In the April issue of Commentary, a scholar dared to raise one of the few remaining issues still considered impolite these days for public discussion: Jewish intelligence.
In an essay entitled “Jewish Genius,” political scientist and writer Charles Murray – who is not Jewish – outlines the historical and statistical data suggesting Jewish intellectual acumen and accomplishment, as well as a variety of theories seeking to explain them.
While most of us Jews will readily admit that we personally know many members of the tribe who are not very smart at all, Dr. Murray insists that “the average Jew is at the 75th percentile” of the IQ scale and that “the proportion of Jews with IQs of 140 or higher is somewhere around six times the proportion of everyone else.” Some, moreover, have noticed that a number of world-changing ideas, both religious ones like monotheism and scientific ones like relativity, have their roots in a certain ethnicity.
After exploring a number of theories addressing the anomaly, Dr. Murray is less than satisfied. Recent historical circumstances might have genetically favored Jews of higher intellect, he allows; but he suspects that Jewish intellectual ability is ancient, that the Jews may “have had some degree of unusual verbal skills going back to the time of Moses.” And so, he writes, he remains “naked before the evolutionary psychologists’ ultimate challenge: Why should one particular tribe at the time of Moses, living in the same environment as other nomadic and agricultural peoples of the Middle East, have already evolved elevated intelligence when the others did not?”

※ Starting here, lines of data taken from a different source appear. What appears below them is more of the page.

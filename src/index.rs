// Dual sync indices.
//
// The local index is per-device truth about what this device last saw; the
// remote index is the shared copy other devices use to short-circuit their
// own reconciliation. Both are path-keyed maps of `IndexEntry`, persisted as
// JSON (optionally gzipped) through one write-then-rename choke point.

use crate::hashing;
use serde::{Deserialize, Serialize};
use std::collections::BTreeMap;
use std::io::{Read, Write};
use std::path::PathBuf;
use thiserror::Error;

#[derive(Error, Debug)]
pub enum IndexError {
    #[error("IO error: {0}")]
    Io(#[from] std::io::Error),
    #[error("Serialization error: {0}")]
    Serialization(#[from] serde_json::Error),
}

#[derive(Debug, Clone, Copy, PartialEq, Eq, Serialize, Deserialize)]
#[serde(rename_all = "lowercase")]
pub enum LastAction {
    Push,
    Pull,
    Merge,
}

#[derive(Debug, Clone, Copy, PartialEq, Eq, Hash, Serialize, Deserialize)]
#[serde(rename_all = "lowercase")]
pub enum TransferDirection {
    Push,
    Pull,
}

impl std::fmt::Display for TransferDirection {
    fn fmt(&self, f: &mut std::fmt::Formatter<'_>) -> std::fmt::Result {
        match self {
            TransferDirection::Push => write!(f, "push"),
            TransferDirection::Pull => write!(f, "pull"),
        }
    }
}

/// Marker for a deferred transfer parked on the background queue.
#[derive(Debug, Clone, PartialEq, Eq, Serialize, Deserialize)]
pub struct PendingTransfer {
    pub direction: TransferDirection,
    /// Plaintext digest of the content snapshot taken at enqueue time.
    pub snapshot_hash: String,
    pub enqueued_at_ms: i64,
}

/// Per-path sync state.
#[derive(Debug, Clone, PartialEq, Eq, Serialize, Deserialize)]
pub struct IndexEntry {
    /// Adapter-assigned id, stable across uploads of the same logical file.
    pub file_id: String,
    pub mtime_ms: i64,
    pub size: u64,
    /// Digest as the adapter reports it (ciphertext side when encrypted).
    pub hash: String,
    /// Plaintext digest; equals `hash` when encryption is off.
    pub plain_hash: String,
    /// Plaintext digest of the last version known to be common with the
    /// remote. Only a successful push or pull moves it.
    #[serde(skip_serializing_if = "Option::is_none")]
    pub ancestor_hash: Option<String>,
    pub last_action: LastAction,
    #[serde(skip_serializing_if = "Option::is_none")]
    pub pending_transfer: Option<PendingTransfer>,
}

impl IndexEntry {
    /// Entry state after a confirmed pull: local, ancestor and remote agree.
    pub fn pulled(file_id: String, mtime_ms: i64, size: u64, hash: String, plain_hash: String) -> Self {
        IndexEntry {
            file_id,
            mtime_ms,
            size,
            hash: hashing::normalize_digest(&hash),
            ancestor_hash: Some(plain_hash.clone()),
            plain_hash,
            last_action: LastAction::Pull,
            pending_transfer: None,
        }
    }
}

/// Pre-ancestor on-disk entry shape, upgraded at load time.
#[derive(Debug, Deserialize)]
struct FlatEntry {
    file_id: String,
    mtime_ms: i64,
    size: u64,
    hash: String,
    #[serde(default)]
    plain_hash: Option<String>,
}

const INDEX_FORMAT_VERSION: u32 = 2;

#[derive(Debug, Serialize, Deserialize)]
struct IndexDocument {
    version: u32,
    entries: BTreeMap<String, IndexEntry>,
}

/// Path-keyed index map. Iteration order is sorted, which keeps persisted
/// output and reconciliation decisions stable.
#[derive(Debug, Clone, Default, PartialEq)]
pub struct SyncIndex {
    entries: BTreeMap<String, IndexEntry>,
}

impl SyncIndex {
    pub fn new() -> Self {
        Self::default()
    }

    pub fn get(&self, path: &str) -> Option<&IndexEntry> {
        self.entries.get(path)
    }

    pub fn get_mut(&mut self, path: &str) -> Option<&mut IndexEntry> {
        self.entries.get_mut(path)
    }

    pub fn insert(&mut self, path: String, entry: IndexEntry) {
        self.entries.insert(path, entry);
    }

    pub fn remove(&mut self, path: &str) -> Option<IndexEntry> {
        self.entries.remove(path)
    }

    pub fn contains(&self, path: &str) -> bool {
        self.entries.contains_key(path)
    }

    pub fn iter(&self) -> impl Iterator<Item = (&String, &IndexEntry)> {
        self.entries.iter()
    }

    pub fn paths(&self) -> impl Iterator<Item = &String> {
        self.entries.keys()
    }

    pub fn len(&self) -> usize {
        self.entries.len()
    }

    pub fn is_empty(&self) -> bool {
        self.entries.is_empty()
    }

    fn from_json(data: &[u8]) -> Result<Self, IndexError> {
        let value: serde_json::Value = serde_json::from_slice(data)?;
        let is_current = value
            .as_object()
            .map(|o| o.contains_key("version"))
            .unwrap_or(false);

        if is_current {
            let doc: IndexDocument = serde_json::from_value(value)?;
            return Ok(SyncIndex {
                entries: doc.entries,
            });
        }

        // Flat pre-ancestor format: every entry was written right after a
        // push, so the recorded hash doubles as the merge baseline.
        let flat: BTreeMap<String, FlatEntry> = serde_json::from_value(value)?;
        let entries = flat
            .into_iter()
            .map(|(path, old)| {
                let hash = hashing::normalize_digest(&old.hash);
                let plain_hash = old
                    .plain_hash
                    .map(|h| hashing::normalize_digest(&h))
                    .unwrap_or_else(|| hash.clone());
                let entry = IndexEntry {
                    file_id: old.file_id,
                    mtime_ms: old.mtime_ms,
                    size: old.size,
                    hash,
                    ancestor_hash: Some(plain_hash.clone()),
                    plain_hash,
                    last_action: LastAction::Push,
                    pending_transfer: None,
                };
                (path, entry)
            })
            .collect();
        Ok(SyncIndex { entries })
    }

    fn to_json(&self) -> Result<Vec<u8>, IndexError> {
        let doc = IndexDocument {
            version: INDEX_FORMAT_VERSION,
            entries: self.entries.clone(),
        };
        Ok(serde_json::to_vec_pretty(&doc)?)
    }

    /// Serialize to the uploadable document form.
    pub fn to_bytes(&self) -> Result<Vec<u8>, IndexError> {
        self.to_json()
    }

    /// Parse an index document downloaded from the remote.
    pub fn from_bytes(data: &[u8]) -> Result<Self, IndexError> {
        Self::from_json(data)
    }
}

const GZIP_MAGIC: [u8; 2] = [0x1f, 0x8b];

/// On-disk store for one index file.
#[derive(Debug, Clone)]
pub struct IndexStore {
    path: PathBuf,
    compress: bool,
}

impl IndexStore {
    pub fn new(path: PathBuf, compress: bool) -> Self {
        IndexStore { path, compress }
    }

    /// Load the index, upgrading older formats in place. Missing file means
    /// a fresh device: empty index.
    pub async fn load(&self) -> Result<SyncIndex, IndexError> {
        let raw = match tokio::fs::read(&self.path).await {
            Ok(raw) => raw,
            Err(e) if e.kind() == std::io::ErrorKind::NotFound => return Ok(SyncIndex::new()),
            Err(e) => return Err(e.into()),
        };

        // Detect compression by magic rather than config, so toggling the
        // setting never strands an existing file.
        let json = if raw.len() >= 2 && raw[..2] == GZIP_MAGIC {
            let mut decoder = flate2::read::GzDecoder::new(raw.as_slice());
            let mut out = Vec::new();
            decoder.read_to_end(&mut out)?;
            out
        } else {
            raw
        };
        SyncIndex::from_json(&json)
    }

    /// Persist atomically: serialize, optionally gzip, write to a staging
    /// file, rename over the target.
    pub async fn save(&self, index: &SyncIndex) -> Result<(), IndexError> {
        let json = index.to_json()?;
        let payload = if self.compress {
            let mut encoder =
                flate2::write::GzEncoder::new(Vec::new(), flate2::Compression::default());
            encoder.write_all(&json)?;
            encoder.finish()?
        } else {
            json
        };

        if let Some(parent) = self.path.parent() {
            tokio::fs::create_dir_all(parent).await?;
        }
        let staged = self.path.with_extension("tmp");
        tokio::fs::write(&staged, &payload).await?;
        tokio::fs::rename(&staged, &self.path).await?;
        Ok(())
    }
}

#[cfg(test)]
mod tests {
    use super::*;

    fn entry(hash: &str) -> IndexEntry {
        IndexEntry {
            file_id: "f1".to_string(),
            mtime_ms: 1000,
            size: 5,
            hash: hash.to_string(),
            plain_hash: hash.to_string(),
            ancestor_hash: Some(hash.to_string()),
            last_action: LastAction::Push,
            pending_transfer: None,
        }
    }

    #[tokio::test]
    async fn test_save_load_roundtrip() {
        let dir = tempfile::tempdir().unwrap();
        let store = IndexStore::new(dir.path().join("local-index.json"), false);

        let mut index = SyncIndex::new();
        index.insert("notes/a.md".to_string(), entry("aa"));
        store.save(&index).await.unwrap();

        let loaded = store.load().await.unwrap();
        assert_eq!(loaded, index);
    }

    #[tokio::test]
    async fn test_compressed_roundtrip_and_magic_detection() {
        let dir = tempfile::tempdir().unwrap();
        let path = dir.path().join("local-index.json");

        let mut index = SyncIndex::new();
        index.insert("a.md".to_string(), entry("aa"));
        IndexStore::new(path.clone(), true).save(&index).await.unwrap();

        let raw = tokio::fs::read(&path).await.unwrap();
        assert_eq!(&raw[..2], &GZIP_MAGIC);

        // Loading with compression off still works: magic wins over config.
        let loaded = IndexStore::new(path, false).load().await.unwrap();
        assert_eq!(loaded, index);
    }

    #[tokio::test]
    async fn test_missing_file_loads_empty() {
        let dir = tempfile::tempdir().unwrap();
        let store = IndexStore::new(dir.path().join("nope.json"), false);
        assert!(store.load().await.unwrap().is_empty());
    }

    #[tokio::test]
    async fn test_flat_format_migrates() {
        let dir = tempfile::tempdir().unwrap();
        let path = dir.path().join("local-index.json");
        let flat = serde_json::json!({
            "notes/a.md": {
                "file_id": "f9",
                "mtime_ms": 123,
                "size": 7,
                "hash": "ABCDEF"
            }
        });
        tokio::fs::write(&path, serde_json::to_vec(&flat).unwrap())
            .await
            .unwrap();

        let index = IndexStore::new(path, false).load().await.unwrap();
        let migrated = index.get("notes/a.md").unwrap();
        assert_eq!(migrated.hash, "abcdef");
        assert_eq!(migrated.plain_hash, "abcdef");
        assert_eq!(migrated.ancestor_hash.as_deref(), Some("abcdef"));
        assert_eq!(migrated.last_action, LastAction::Push);
    }
}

Then, tongue – at least partially – in cheek, he concludes:
“At this point, I take sanctuary in my remaining hypothesis, uniquely parsimonious and happily irrefutable. The Jews are G-d’s [hypen mine – AS] chosen people.”
Well, the thought is certainly timely. We will soon be celebrating Shavuot, the Jewish holiday that commemorates the cementing of the Jewish people’s chosen status: the covenant forged at Sinai.
I don’t know, or much care, whether or not intelligence plays any role in the Jewish election. But if it does, it is peripheral to the essence of our chosenness.
Because what Jews are chosen for is to serve the Creator – with our intellects, yes, but also with our hearts and with our bodies.
To be sure, the Torah itself refers to the Jewish people as “a wise nation” – but also as a stubborn one, and sometimes even worse. The bottom line: It’s not our Intelligence Quotients that count but our Righteousness Quotients. What counts is the service, not the smarts. The Sages of the Talmud did not generally stress inherent abilities – mental or otherwise – but rather focused on how we utilize whatever blessings we have. Their greatest honorifics customarily ran not to words like “genius” or brilliant” but to ones like “righteous” and “G-d fearing.”
Even though the Jews’ election was merited through the dedication of their ancestors Abraham, Isaac and Jacob, and through another choice – that of their descendants, at Sinai, to accept the laws and teachings of the Torah; and even though the exclusive Jewish club is open to any sincere convert willing to undertake to observe the Torah, the idea of Jewish chosenness has perturbed some non-Jews since, well, since Sinai.
Of late, though, anti-Semites tend to feed at other troughs of hate-fodder, like Israel’s existence (and its imagined evildoing). These days, ironically, the idea of the Jewish people as divinely chosen is more likely to disturb… Jews.
That is because the truism that every human being has limitless value and potential has morphed into the notion that all people are interchangeable, if not identical. To suggest that different individuals or groups may have different functions or responsibilities has become uncouth, if not sexist or racist. Judaism, however, unapologetically assigns roles – to men and to women; to scholars and to laypeople; to descendants of the Biblical Aaron and to the rest of the Jewish people. And to the Jewish people qua people, too.
There’s no escaping it. A blessing all Jews are enjoined to pronounce each morning states the fact clearly: “Blessed are You… Who chose us from among all the nations and gave us His Torah…”
I sometimes wonder if part of the reason Shavuot isn’t as widely celebrated by contemporary Jews as Sukkot or Passover might be the squirming induced in some Jewish circles by the idea of Jewish specialness. If so, I’d respectfully suggest that the squirmers just get over it already.
After all, there are many ethnicities and religions that lay claim to specialness – from the Japanese to the Mormons to the Black Muslims. And while history is littered with the deaths and destruction sown by self-proclaimed Ubermenschen, Jewish specialness is not a license but a gift; and its sole import is a responsibility to live lives of holiness and thereby inspire others – to be the proverbial light unto the nations.
This year Shavuot falls on May 23 and 24. While some have the custom to spend the entire first night of the holiday (and others, both nights) studying Torah, there is no Shavuot cognate-commandment to Passover’s seder or Sukkot’s huts. Shavuot is a time, it would seem, for turning inward and focusing on the giving of the Torah and how it defines who we are as Jews. A time to realize that our essence lies not in our talents and not in our intelligence, but in our mission.